* DATA FOR THIS TASK:
========

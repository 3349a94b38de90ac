// SPDX-FileCopyrightText: 2026 Streamline Contributors
// SPDX-License-Identifier: MIT OR Apache-2.0

//! Bridges Figment extraction errors into miette diagnostics.
//!
//! Unknown keys get a "did you mean" suggestion computed with Jaro-Winkler
//! similarity, plus the list of keys the section accepts.

#![allow(unused_assignments)] // miette's Diagnostic derive generates code triggering this lint

use miette::{Diagnostic, NamedSource, SourceSpan};
use thiserror::Error;

/// Minimum Jaro-Winkler similarity for a key to be offered as a correction.
/// Catches `debounce_ms` -> `base_debounce_ms` and `prefix_widow_chars` ->
/// `prefix_window_chars` without suggesting unrelated keys.
const SUGGESTION_THRESHOLD: f64 = 0.75;

/// A configuration error carrying enough context for miette to render it.
///
/// Variants that can be traced back to a TOML file carry the file content
/// and a span so the report points at the offending line.
#[derive(Debug, Error, Diagnostic)]
pub enum ConfigError {
    /// An unknown key was found in the configuration.
    #[error("unknown configuration key `{key}`")]
    #[diagnostic(
        code(streamline::config::unknown_key),
        help("{}", unknown_key_help(suggestion.as_deref(), valid_keys))
    )]
    UnknownKey {
        /// The unrecognized key name.
        key: String,
        /// Closest valid key, if one is similar enough.
        suggestion: Option<String>,
        /// Keys the section accepts, comma separated.
        valid_keys: String,
        /// Location of the offending key.
        #[label("this key is not recognized")]
        span: Option<SourceSpan>,
        /// The file the key was found in.
        #[source_code]
        src: Option<NamedSource<String>>,
    },

    /// A configuration value has the wrong type.
    #[error("invalid type for key `{key}`: {detail}")]
    #[diagnostic(code(streamline::config::invalid_type), help("expected {expected}"))]
    InvalidType {
        /// Dotted path of the key, e.g. `matcher.prefix_window_chars`.
        key: String,
        /// What was found versus what was expected.
        detail: String,
        /// The expected type.
        expected: String,
        /// Location of the offending key.
        #[label("wrong type here")]
        span: Option<SourceSpan>,
        /// The file the key was found in.
        #[source_code]
        src: Option<NamedSource<String>>,
    },

    /// A required configuration key is missing.
    #[error("missing required key `{key}`")]
    #[diagnostic(
        code(streamline::config::missing_key),
        help("add `{key} = <value>` to your streamline.toml")
    )]
    MissingKey {
        /// The missing key name.
        key: String,
    },

    /// A value parsed but violates a semantic constraint.
    #[error("validation error: {message}")]
    #[diagnostic(code(streamline::config::validation))]
    Validation {
        /// Which constraint failed and why.
        message: String,
    },

    /// Catch-all for other configuration errors.
    #[error("configuration error: {0}")]
    #[diagnostic(code(streamline::config::other))]
    Other(String),
}

fn unknown_key_help(suggestion: Option<&str>, valid_keys: &str) -> String {
    match suggestion {
        Some(s) => format!("did you mean `{s}`? Valid keys: {valid_keys}"),
        None => format!("valid keys: {valid_keys}"),
    }
}

/// Converts a `figment::Error` (which may hold several errors) into diagnostics.
///
/// `toml_sources` pairs a file path with its content so unknown keys can be
/// pointed at in the original file.
pub fn figment_to_config_errors(
    err: figment::Error,
    toml_sources: &[(String, String)],
) -> Vec<ConfigError> {
    use figment::error::Kind;

    err.into_iter()
        .map(|error| match &error.kind {
            Kind::UnknownField(field, expected) => {
                let suggestion = suggest_key(field, expected);
                let (span, src) = locate_key(&error, &error.path, field, toml_sources);
                ConfigError::UnknownKey {
                    key: field.clone(),
                    suggestion,
                    valid_keys: expected.join(", "),
                    span,
                    src,
                }
            }
            Kind::MissingField(field) => ConfigError::MissingKey {
                key: field.to_string(),
            },
            Kind::InvalidType(actual, expected) => {
                // The path ends with the key itself; the rest names its section.
                let (span, src) = match error.path.split_last() {
                    Some((field, section)) => locate_key(&error, section, field, toml_sources),
                    None => (None, None),
                };
                ConfigError::InvalidType {
                    key: error.path.join("."),
                    detail: format!("found {actual}, expected {expected}"),
                    expected: expected.to_string(),
                    span,
                    src,
                }
            }
            _ => ConfigError::Other(error.to_string()),
        })
        .collect()
}

/// Finds `field` under `section` in whichever TOML source the error came from.
fn locate_key(
    error: &figment::error::Error,
    section: &[String],
    field: &str,
    toml_sources: &[(String, String)],
) -> (Option<SourceSpan>, Option<NamedSource<String>>) {
    let origin = match error.metadata.as_ref().and_then(|m| m.source.as_ref()) {
        Some(figment::Source::File(path)) => path.display().to_string(),
        Some(figment::Source::Code(_)) | Some(figment::Source::Custom(_)) | None => {
            // Inline sources are registered under a single pseudo-path.
            match toml_sources {
                [(path, _)] => path.clone(),
                _ => return (None, None),
            }
        }
        Some(_) => return (None, None),
    };

    let Some((path, content)) = toml_sources.iter().find(|(p, _)| *p == origin) else {
        return (None, None);
    };

    match find_key_offset(content, section, field) {
        Some(offset) => (
            Some(SourceSpan::new(offset.into(), field.len())),
            Some(NamedSource::new(path, content.clone())),
        ),
        None => (None, None),
    }
}

/// Returns the byte offset of `field` inside the `[section]` named by `path[0]`.
///
/// Top-level fields (empty `path`) are searched from the start of the file.
pub fn find_key_offset(content: &str, path: &[String], field: &str) -> Option<usize> {
    let mut in_section = path.is_empty();
    let mut offset = 0;

    for line in content.split_inclusive('\n') {
        let trimmed = line.trim_start();
        if trimmed.starts_with('[') {
            in_section = match path.first() {
                Some(section) => trimmed.trim_end() == format!("[{section}]"),
                None => false,
            };
        } else if in_section {
            if let Some(after) = trimmed.strip_prefix(field) {
                if after.trim_start().starts_with('=') {
                    return Some(offset + (line.len() - trimmed.len()));
                }
            }
        }
        offset += line.len();
    }

    None
}

/// Suggests the most similar valid key, if any clears the similarity threshold.
pub fn suggest_key(unknown: &str, valid_keys: &[&str]) -> Option<String> {
    valid_keys
        .iter()
        .map(|key| (strsim::jaro_winkler(unknown, key), *key))
        .filter(|(score, _)| *score > SUGGESTION_THRESHOLD)
        .max_by(|a, b| a.0.total_cmp(&b.0))
        .map(|(_, key)| key.to_string())
}

/// Renders diagnostics to stderr using miette's graphical handler.
pub fn render_errors(errors: &[ConfigError]) {
    use miette::GraphicalReportHandler;

    let handler = GraphicalReportHandler::new();
    for error in errors {
        let mut buf = String::new();
        match handler.render_report(&mut buf, error as &dyn Diagnostic) {
            Ok(()) => eprint!("{buf}"),
            Err(_) => eprintln!("Error: {error}"),
        }
    }
}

========

* YOUR TASK: Where does the string "accepts" appear in the records above? Return every line that holds it.

* ANSWER:
//! similarity, plus the list of keys the section accepts.
        /// Keys the section accepts, comma separated.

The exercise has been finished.